[TASK MATERIAL — start]

//! Update decision and plugin-details projections of the canonical record

use crate::updater::descriptor::PluginDescriptor;
use crate::updater::reconciler::ReconcileDefaults;
use crate::updater::record::{CanonicalUpdateRecord, Screenshot};
use crate::updater::version::is_newer;
use serde::{Deserialize, Serialize};
use serde_json::{json, Map, Value};
use std::collections::BTreeMap;

/// What the host's update list shows for an available update
#[derive(Debug, Clone, PartialEq, Eq, Serialize, Deserialize)]
pub struct UpdateOffer {
    pub slug: String,
    pub plugin: String,
    pub new_version: String,
    pub current_version: String,
    pub package: Option<String>,
    pub url: Option<String>,
    pub tested: Option<String>,
    pub requires: Option<String>,
    pub requires_php: Option<String>,
    pub icons: BTreeMap<String, String>,
    pub banners: BTreeMap<String, String>,
}

#[derive(Debug, Clone, Copy, PartialEq, Eq, Serialize, Deserialize)]
#[serde(rename_all = "snake_case")]
pub enum NoUpdateReason {
    /// The update server could not be reached or answered garbage
    FetchFailed,
    /// The server did not name any version
    NoNewVersion,
    /// The offered version is not newer than the installed one
    UpToDate,
}

#[derive(Debug, Clone, PartialEq, Eq, Serialize, Deserialize)]
pub struct NoUpdate {
    pub reason: NoUpdateReason,
    pub current_version: String,
    pub offered_version: Option<String>,
}

#[derive(Debug, Clone, PartialEq, Eq, Serialize, Deserialize)]
#[serde(tag = "status", rename_all = "snake_case")]
pub enum UpdateDecision {
    UpdateAvailable(UpdateOffer),
    NoUpdate(NoUpdate),
}

impl UpdateDecision {
    pub fn fetch_failed(descriptor: &PluginDescriptor) -> Self {
        UpdateDecision::NoUpdate(NoUpdate {
            reason: NoUpdateReason::FetchFailed,
            current_version: descriptor.version.clone(),
            offered_version: None,
        })
    }

    pub fn is_update_available(&self) -> bool {
        matches!(self, UpdateDecision::UpdateAvailable(_))
    }
}

/// Details-view projection; always populated
#[derive(Debug, Clone, PartialEq, Eq, Serialize, Deserialize)]
pub struct PluginInfo {
    pub name: String,
    pub slug: String,
    pub version: String,
    pub author: Option<String>,
    pub author_profile: Option<String>,
    pub homepage: Option<String>,
    pub requires: Option<String>,
    pub tested: Option<String>,
    pub requires_php: Option<String>,
    pub last_updated: Option<String>,
    pub download_link: Option<String>,
    pub allow_rollback: bool,
    pub sections: BTreeMap<String, String>,
    pub screenshots: BTreeMap<u32, Screenshot>,
    pub banners: BTreeMap<String, String>,
    pub icons: BTreeMap<String, String>,
    pub tags: BTreeMap<String, String>,
    pub versions: BTreeMap<String, String>,
    pub rating: u64,
    pub num_ratings: u64,
    pub active_installs: u64,
    pub support_threads: u64,
    pub support_threads_resolved: u64,
    pub downloaded: u64,
}

fn insert_opt(map: &mut Map<String, Value>, key: &str, value: &Option<String>) {
    if let Some(value) = value {
        map.insert(key.to_string(), json!(value));
    }
}

/// Defaults describing the installed state, for the update projection.
/// Carries no `new_version`; only the server offers one.
pub fn update_defaults(descriptor: &PluginDescriptor) -> ReconcileDefaults {
    let mut values = Map::new();
    values.insert("name".into(), json!(descriptor.name));
    values.insert("slug".into(), json!(descriptor.slug));
    insert_opt(&mut values, "tested", &descriptor.tested_up_to);
    insert_opt(&mut values, "requires", &descriptor.requires_wp);
    insert_opt(&mut values, "requires_php", &descriptor.requires_php);
    insert_opt(&mut values, "homepage", &descriptor.plugin_uri);
    ReconcileDefaults::new(values)
}

/// Defaults carrying the plugin's own descriptive metadata, for the details projection
pub fn info_defaults(descriptor: &PluginDescriptor) -> ReconcileDefaults {
    let mut values = update_defaults(descriptor).into_values();
    insert_opt(&mut values, "author", &descriptor.author);
    insert_opt(&mut values, "author_profile", &descriptor.author_uri);
    if let Some(description) = &descriptor.description {
        values.insert("sections".into(), json!({ "description": description }));
    }
    ReconcileDefaults::new(values)
}

/// Decide whether the record offers something newer than what is installed
pub fn decide_update(record: &CanonicalUpdateRecord, descriptor: &PluginDescriptor) -> UpdateDecision {
    let Some(new_version) = record.new_version.clone() else {
        return UpdateDecision::NoUpdate(NoUpdate {
            reason: NoUpdateReason::NoNewVersion,
            current_version: descriptor.version.clone(),
            offered_version: None,
        });
    };

    if !is_newer(&new_version, &descriptor.version) {
        return UpdateDecision::NoUpdate(NoUpdate {
            reason: NoUpdateReason::UpToDate,
            current_version: descriptor.version.clone(),
            offered_version: Some(new_version),
        });
    }

    log::info!(
        "Update available for '{}': {} -> {}",
        descriptor.slug,
        descriptor.version,
        new_version
    );

    UpdateDecision::UpdateAvailable(UpdateOffer {
        slug: descriptor.slug.clone(),
        plugin: descriptor.basename.clone(),
        new_version,
        current_version: descriptor.version.clone(),
        package: record.package_url.clone(),
        url: record.homepage.clone(),
        tested: record.tested.clone(),
        requires: record.requires.clone(),
        requires_php: record.requires_php.clone(),
        icons: record.icons.clone(),
        banners: record.banners.clone(),
    })
}

/// Project the record for the details view. The version catalog is only
/// exposed when the server allows rollback.
pub fn build_info(record: &CanonicalUpdateRecord, descriptor: &PluginDescriptor) -> PluginInfo {
    let versions = if record.allow_rollback {
        record.versions.clone()
    } else {
        BTreeMap::new()
    };

    PluginInfo {
        name: record.name.clone().unwrap_or_else(|| descriptor.name.clone()),
        slug: record.slug.clone().unwrap_or_else(|| descriptor.slug.clone()),
        version: record
            .new_version
            .clone()
            .unwrap_or_else(|| descriptor.version.clone()),
        author: record.author.clone(),
        author_profile: record.author_profile.clone(),
        homepage: record.homepage.clone(),
        requires: record.requires.clone(),
        tested: record.tested.clone(),
        requires_php: record.requires_php.clone(),
        last_updated: record.last_updated.clone(),
        download_link: record.download_link.clone(),
        allow_rollback: record.allow_rollback,
        sections: record.sections.clone(),
        screenshots: record.screenshots.clone(),
        banners: record.banners.clone(),
        icons: record.icons.clone(),
        tags: record.tags.clone(),
        versions,
        rating: record.rating,
        num_ratings: record.num_ratings,
        active_installs: record.active_installs,
        support_threads: record.support_threads,
        support_threads_resolved: record.support_threads_resolved,
        downloaded: record.downloaded,
    }
}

[TASK MATERIAL — finish]

Once you have read the entries, repeat them all exactly.

//! Update decision and plugin-details projections of the canonical record

use crate::updater::descriptor::PluginDescriptor;
use crate::updater::reconciler::ReconcileDefaults;
use crate::updater::record::{CanonicalUpdateRecord, Screenshot};
use crate::updater::version::is_newer;
use serde::{Deserialize, Serialize};
use serde_json::{json, Map, Value};
use std::collections::BTreeMap;

/// What the host's update list shows for an available update
#[derive(Debug, Clone, PartialEq, Eq, Serialize, Deserialize)]
pub struct UpdateOffer {
    pub slug: String,
    pub plugin: String,
    pub new_version: String,
    pub current_version: String,
    pub package: Option<String>,
    pub url: Option<String>,
    pub tested: Option<String>,
    pub requires: Option<String>,
    pub requires_php: Option<String>,
    pub icons: BTreeMap<String, String>,
    pub banners: BTreeMap<String, String>,
}

#[derive(Debug, Clone, Copy, PartialEq, Eq, Serialize, Deserialize)]
#[serde(rename_all = "snake_case")]
pub enum NoUpdateReason {
    /// The update server could not be reached or answered garbage
    FetchFailed,
    /// The server did not name any version
    NoNewVersion,
    /// The offered version is not newer than the installed one
    UpToDate,
}

#[derive(Debug, Clone, PartialEq, Eq, Serialize, Deserialize)]
pub struct NoUpdate {
    pub reason: NoUpdateReason,
    pub current_version: String,
    pub offered_version: Option<String>,
}

#[derive(Debug, Clone, PartialEq, Eq, Serialize, Deserialize)]
#[serde(tag = "status", rename_all = "snake_case")]
pub enum UpdateDecision {
    UpdateAvailable(UpdateOffer),
    NoUpdate(NoUpdate),
}

impl UpdateDecision {
    pub fn fetch_failed(descriptor: &PluginDescriptor) -> Self {
        UpdateDecision::NoUpdate(NoUpdate {
            reason: NoUpdateReason::FetchFailed,
            current_version: descriptor.version.clone(),
            offered_version: None,
        })
    }

    pub fn is_update_available(&self) -> bool {
        matches!(self, UpdateDecision::UpdateAvailable(_))
    }
}

/// Details-view projection; always populated
#[derive(Debug, Clone, PartialEq, Eq, Serialize, Deserialize)]
pub struct PluginInfo {
    pub name: String,
    pub slug: String,
    pub version: String,
    pub author: Option<String>,
    pub author_profile: Option<String>,
    pub homepage: Option<String>,
    pub requires: Option<String>,
    pub tested: Option<String>,
    pub requires_php: Option<String>,
    pub last_updated: Option<String>,
    pub download_link: Option<String>,
    pub allow_rollback: bool,
    pub sections: BTreeMap<String, String>,
    pub screenshots: BTreeMap<u32, Screenshot>,
    pub banners: BTreeMap<String, String>,
    pub icons: BTreeMap<String, String>,
    pub tags: BTreeMap<String, String>,
    pub versions: BTreeMap<String, String>,
    pub rating: u64,
    pub num_ratings: u64,
    pub active_installs: u64,
    pub support_threads: u64,
    pub support_threads_resolved: u64,
    pub downloaded: u64,
}

fn insert_opt(map: &mut Map<String, Value>, key: &str, value: &Option<String>) {
    if let Some(value) = value {
        map.insert(key.to_string(), json!(value));
    }
}

/// Defaults describing the installed state, for the update projection.
/// Carries no `new_version`; only the server offers one.
pub fn update_defaults(descriptor: &PluginDescriptor) -> ReconcileDefaults {
    let mut values = Map::new();
    values.insert("name".into(), json!(descriptor.name));
    values.insert("slug".into(), json!(descriptor.slug));
    insert_opt(&mut values, "tested", &descriptor.tested_up_to);
    insert_opt(&mut values, "requires", &descriptor.requires_wp);
    insert_opt(&mut values, "requires_php", &descriptor.requires_php);
    insert_opt(&mut values, "homepage", &descriptor.plugin_uri);
    ReconcileDefaults::new(values)
}

/// Defaults carrying the plugin's own descriptive metadata, for the details projection
pub fn info_defaults(descriptor: &PluginDescriptor) -> ReconcileDefaults {
    let mut values = update_defaults(descriptor).into_values();
    insert_opt(&mut values, "author", &descriptor.author);
    insert_opt(&mut values, "author_profile", &descriptor.author_uri);
    if let Some(description) = &descriptor.description {
        values.insert("sections".into(), json!({ "description": description }));
    }
    ReconcileDefaults::new(values)
}

/// Decide whether the record offers something newer than what is installed
pub fn decide_update(record: &CanonicalUpdateRecord, descriptor: &PluginDescriptor) -> UpdateDecision {
    let Some(new_version) = record.new_version.clone() else {
        return UpdateDecision::NoUpdate(NoUpdate {
            reason: NoUpdateReason::NoNewVersion,
            current_version: descriptor.version.clone(),
            offered_version: None,
        });
    };

    if !is_newer(&new_version, &descriptor.version) {
        return UpdateDecision::NoUpdate(NoUpdate {
            reason: NoUpdateReason::UpToDate,
            current_version: descriptor.version.clone(),
            offered_version: Some(new_version),
        });
    }

    log::info!(
        "Update available for '{}': {} -> {}",
        descriptor.slug,
        descriptor.version,
        new_version
    );

    UpdateDecision::UpdateAvailable(UpdateOffer {
        slug: descriptor.slug.clone(),
        plugin: descriptor.basename.clone(),
        new_version,
        current_version: descriptor.version.clone(),
        package: record.package_url.clone(),
        url: record.homepage.clone(),
        tested: record.tested.clone(),
        requires: record.requires.clone(),
        requires_php: record.requires_php.clone(),
        icons: record.icons.clone(),
        banners: record.banners.clone(),
    })
}

/// Project the record for the details view. The version catalog is only
/// exposed when the server allows rollback.
pub fn build_info(record: &CanonicalUpdateRecord, descriptor: &PluginDescriptor) -> PluginInfo {
    let versions = if record.allow_rollback {
        record.versions.clone()
    } else {
        BTreeMap::new()
    };

    PluginInfo {
        name: record.name.clone().unwrap_or_else(|| descriptor.name.clone()),
        slug: record.slug.clone().unwrap_or_else(|| descriptor.slug.clone()),
        version: record
            .new_version
            .clone()
            .unwrap_or_else(|| descriptor.version.clone()),
        author: record.author.clone(),
        author_profile: record.author_profile.clone(),
        homepage: record.homepage.clone(),
        requires: record.requires.clone(),
        tested: record.tested.clone(),
        requires_php: record.requires_php.clone(),
        last_updated: record.last_updated.clone(),
        download_link: record.download_link.clone(),
        allow_rollback: record.allow_rollback,
        sections: record.sections.clone(),
        screenshots: record.screenshots.clone(),
        banners: record.banners.clone(),
        icons: record.icons.clone(),
        tags: record.tags.clone(),
        versions,
        rating: record.rating,
        num_ratings: record.num_ratings,
        active_installs: record.active_installs,
        support_threads: record.support_threads,
        support_threads_resolved: record.support_threads_resolved,
        downloaded: record.downloaded,
    }
}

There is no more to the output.